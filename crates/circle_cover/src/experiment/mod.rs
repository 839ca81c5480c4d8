//! A single sampling experiment over one band of the field.
//!
//! An experiment owns a sub-rectangle of the field, the subset of circles
//! that can intersect it, and a fixed-capacity buffer of generated points.
//! `run` draws uniform points, classifies them against the circle subset and
//! commits them one by one; estimate and progress queries may read the
//! counters from other threads at any time.
use std::sync::atomic::{AtomicUsize, Ordering};

use glam::Vec2;
use rand::rngs::StdRng;
use rand::SeedableRng;
use tracing::debug;

use crate::geom::{rand_range, Circle, Point};

mod buffer;

pub use buffer::PointCursor;
pub(crate) use buffer::PointBuffer;

pub struct Experiment {
    /// Circles whose disk can intersect this band, in input order.
    circles: Vec<Circle>,
    min_x: f32,
    width: f32,
    height: f32,
    num_cycles: usize,
    seed: u64,
    num_inside: AtomicUsize,
    points: PointBuffer,
}

impl Experiment {
    /// Create an experiment over the band `[min_x, min_x + width) x [0, height)`.
    ///
    /// The circle set is filtered down to the circles relevant to the band
    /// once, here: a circle is kept if its center's abscissa lies within the
    /// band or if its disk reaches across either band edge from outside.
    pub fn new(
        circles: &[Circle],
        num_cycles: usize,
        min_x: f32,
        width: f32,
        height: f32,
        seed: u64,
    ) -> Self {
        let max_x = min_x + width;
        let relevant: Vec<Circle> = circles
            .iter()
            .copied()
            .filter(|circle| {
                let x = circle.center().x;
                let r = circle.radius();
                (x >= min_x && x <= max_x)
                    || (x < min_x && x + r > min_x)
                    || (x > max_x && x - r < max_x)
            })
            .collect();

        debug!(
            "Band [{}, {}): {} of {} circles relevant.",
            min_x,
            max_x,
            relevant.len(),
            circles.len()
        );

        Self {
            circles: relevant,
            min_x,
            width,
            height,
            num_cycles,
            seed,
            num_inside: AtomicUsize::new(0),
            points: PointBuffer::new(num_cycles),
        }
    }

    /// Run the full sampling loop.
    ///
    /// Draws `num_cycles` points uniformly over the band, tests each against
    /// the circle subset in order and stops at the first containing circle.
    /// Counters reset first, so a re-run reproduces the same sequence from
    /// the stored seed.
    pub fn run(&self) {
        // num_inside drops before the cursor rewinds; observers read it
        // first, so the ratio they derive can only shrink during the reset.
        self.num_inside.store(0, Ordering::Release);
        self.points.reset();

        let mut rng = StdRng::seed_from_u64(self.seed);
        let max_x = self.min_x + self.width;

        for _ in 0..self.num_cycles {
            let position = Vec2::new(
                rand_range(self.min_x, max_x, &mut rng),
                rand_range(0.0, self.height, &mut rng),
            );

            let mut point = Point::new(position);
            if self.circles.iter().any(|circle| circle.contains(position)) {
                point.mark_inside();
            }

            self.points.push(point);
            if point.is_inside() {
                // Incremented after the commit, and read back before the
                // cycle count, so observers never see num_inside exceed
                // current_cycle.
                self.num_inside.fetch_add(1, Ordering::Release);
            }
        }
    }

    /// Number of committed samples so far; equals [`Self::num_cycles`] once
    /// `run` has returned.
    pub fn current_cycle(&self) -> usize {
        self.points.committed()
    }

    /// Number of committed samples that fell inside some circle.
    pub fn num_inside(&self) -> usize {
        self.num_inside.load(Ordering::Acquire)
    }

    /// Total sampling budget.
    pub fn num_cycles(&self) -> usize {
        self.num_cycles
    }

    /// Circles relevant to this band.
    pub fn circles(&self) -> &[Circle] {
        &self.circles
    }

    pub fn min_x(&self) -> f32 {
        self.min_x
    }

    pub fn width(&self) -> f32 {
        self.width
    }

    pub fn height(&self) -> f32 {
        self.height
    }

    /// Lazy traversal over the points committed so far, oldest first.
    pub fn points(&self) -> PointCursor<'_> {
        self.points.iter()
    }
}

#[cfg(test)]
mod tests {
    use super::*;

    #[test]
    fn full_cover_circle_marks_every_point() {
        let circles = [Circle::new(Vec2::new(1.0, 1.0), 10.0)];
        let exp = Experiment::new(&circles, 1000, 0.0, 2.0, 2.0, 42);
        exp.run();

        assert_eq!(exp.current_cycle(), 1000);
        assert_eq!(exp.num_inside(), 1000);
        assert!(exp.points().all(|point| point.is_inside()));
    }

    #[test]
    fn empty_circle_set_marks_nothing() {
        let exp = Experiment::new(&[], 500, 0.0, 2.0, 2.0, 42);
        exp.run();

        assert_eq!(exp.current_cycle(), 500);
        assert_eq!(exp.num_inside(), 0);
        assert!(exp.points().all(|point| !point.is_inside()));
    }

    #[test]
    fn points_stay_inside_the_band() {
        let exp = Experiment::new(&[], 2000, 3.0, 1.5, 4.0, 7);
        exp.run();

        for point in exp.points() {
            assert!(point.x() >= 3.0 && point.x() < 4.5);
            assert!(point.y() >= 0.0 && point.y() < 4.0);
        }
    }

    #[test]
    fn zero_cycles_completes_immediately() {
        let exp = Experiment::new(&[], 0, 0.0, 1.0, 1.0, 9);
        exp.run();
        assert_eq!(exp.current_cycle(), 0);
        assert_eq!(exp.num_inside(), 0);
        assert_eq!(exp.points().count(), 0);
    }

    #[test]
    fn same_seed_reproduces_the_sequence() {
        let circles = [Circle::new(Vec2::new(0.5, 0.5), 0.3)];
        let a = Experiment::new(&circles, 200, 0.0, 1.0, 1.0, 11);
        let b = Experiment::new(&circles, 200, 0.0, 1.0, 1.0, 11);
        a.run();
        b.run();

        assert_eq!(a.num_inside(), b.num_inside());
        assert!(a.points().zip(b.points()).all(|(pa, pb)| pa == pb));
    }

    #[test]
    fn rerun_resets_and_reproduces() {
        let circles = [Circle::new(Vec2::new(0.5, 0.5), 0.3)];
        let exp = Experiment::new(&circles, 300, 0.0, 1.0, 1.0, 13);
        exp.run();
        let first_inside = exp.num_inside();
        let first_points: Vec<_> = exp.points().collect();

        exp.run();
        assert_eq!(exp.num_inside(), first_inside);
        assert!(exp.points().eq(first_points.into_iter()));
    }

    #[test]
    fn band_filter_keeps_only_reachable_circles() {
        let circles = [
            // Center inside the band.
            Circle::new(Vec2::new(2.5, 1.0), 0.1),
            // Center left of the band, disk reaches in.
            Circle::new(Vec2::new(1.5, 1.0), 1.0),
            // Center left of the band, disk too short.
            Circle::new(Vec2::new(1.0, 1.0), 0.5),
            // Center right of the band, disk reaches in.
            Circle::new(Vec2::new(5.0, 1.0), 1.5),
            // Center right of the band, disk too short.
            Circle::new(Vec2::new(6.0, 1.0), 1.0),
        ];

        let exp = Experiment::new(&circles, 10, 2.0, 2.0, 2.0, 1);
        let kept: Vec<f32> = exp.circles().iter().map(|c| c.center().x).collect();
        assert_eq!(kept, vec![2.5, 1.5, 5.0]);
    }

    #[test]
    fn band_filter_keeps_circles_centered_on_the_edges() {
        let circles = [
            Circle::new(Vec2::new(2.0, 0.0), 0.0),
            Circle::new(Vec2::new(4.0, 0.0), 0.0),
        ];
        let exp = Experiment::new(&circles, 10, 2.0, 2.0, 1.0, 1);
        assert_eq!(exp.circles().len(), 2);
    }
}
//! Poll estimate and progress from the main thread while the parallel
//! simulator runs on a worker.
use std::thread;
use std::time::{Duration, Instant};

use circle_cover::prelude::*;
use circle_cover_examples::init_tracing;

fn main() -> anyhow::Result<()> {
    init_tracing();

    let sim = ParallelSimulator::with_random_circles(40, 5_000_000, 100.0, 7);
    let started = Instant::now();

    thread::scope(|scope| {
        scope.spawn(|| sim.run());

        loop {
            let cycle = sim.current_cycle();
            let percent = 100.0 * cycle as f64 / sim.num_cycles() as f64;
            let produced = sim.points().count();
            println!(
                "[{:6.2}s] {:6.2}% ({cycle} cycles, {produced} points) estimate: {:.3}",
                started.elapsed().as_secs_f64(),
                percent,
                sim.current_estim()
            );

            if cycle == sim.num_cycles() {
                break;
            }
            thread::sleep(Duration::from_millis(100));
        }
    });

    println!(
        "final estimate after {:.2}s: {:.4}",
        started.elapsed().as_secs_f64(),
        sim.current_estim()
    );

    Ok(())
}
//! A sampled point and its classification.
use glam::Vec2;

/// A point drawn inside the field, with the outcome of its containment test.
///
/// Coordinates are fixed at construction. The `inside` flag starts `false`
/// and is set at most once, by the experiment that generated the point,
/// before the point is committed to its buffer. Consumers receive points by
/// value and cannot change either.
#[derive(Debug, Clone, Copy, PartialEq)]
pub struct Point {
    position: Vec2,
    inside: bool,
}

impl Point {
    /// Create a new point at the given position, not yet classified.
    pub fn new(position: impl Into<Vec2>) -> Self {
        Self {
            position: position.into(),
            inside: false,
        }
    }

    /// Position of the point in field coordinates.
    pub fn position(&self) -> Vec2 {
        self.position
    }

    /// Abscissa of the point.
    pub fn x(&self) -> f32 {
        self.position.x
    }

    /// Ordinate of the point.
    pub fn y(&self) -> f32 {
        self.position.y
    }

    /// Whether the point fell inside the area being estimated.
    pub fn is_inside(&self) -> bool {
        self.inside
    }

    /// Mark the point as inside the area being estimated.
    pub(crate) fn mark_inside(&mut self) {
        self.inside = true;
    }

    pub(crate) fn from_parts(position: Vec2, inside: bool) -> Self {
        Self { position, inside }
    }
}
//! Error types and result alias for the crate.
//!
//! Construction is the only fallible surface: simulators assume validated
//! inputs and fail fast on violations instead of clamping. A `NaN` estimate
//! before the first sample is a defined value, not an error.
use thiserror::Error;

pub type Result<T> = std::result::Result<T, Error>;

#[non_exhaustive]
#[derive(Debug, Error)]
pub enum Error {
    #[error("invalid configuration: {0}")]
    InvalidConfig(String),
}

Action item
The answer must be every line from the records above that contains the word "after", copied in full.

Written reply
                // Incremented after the commit, and read back before the
        "final estimate after {:.2}s: {:.4}",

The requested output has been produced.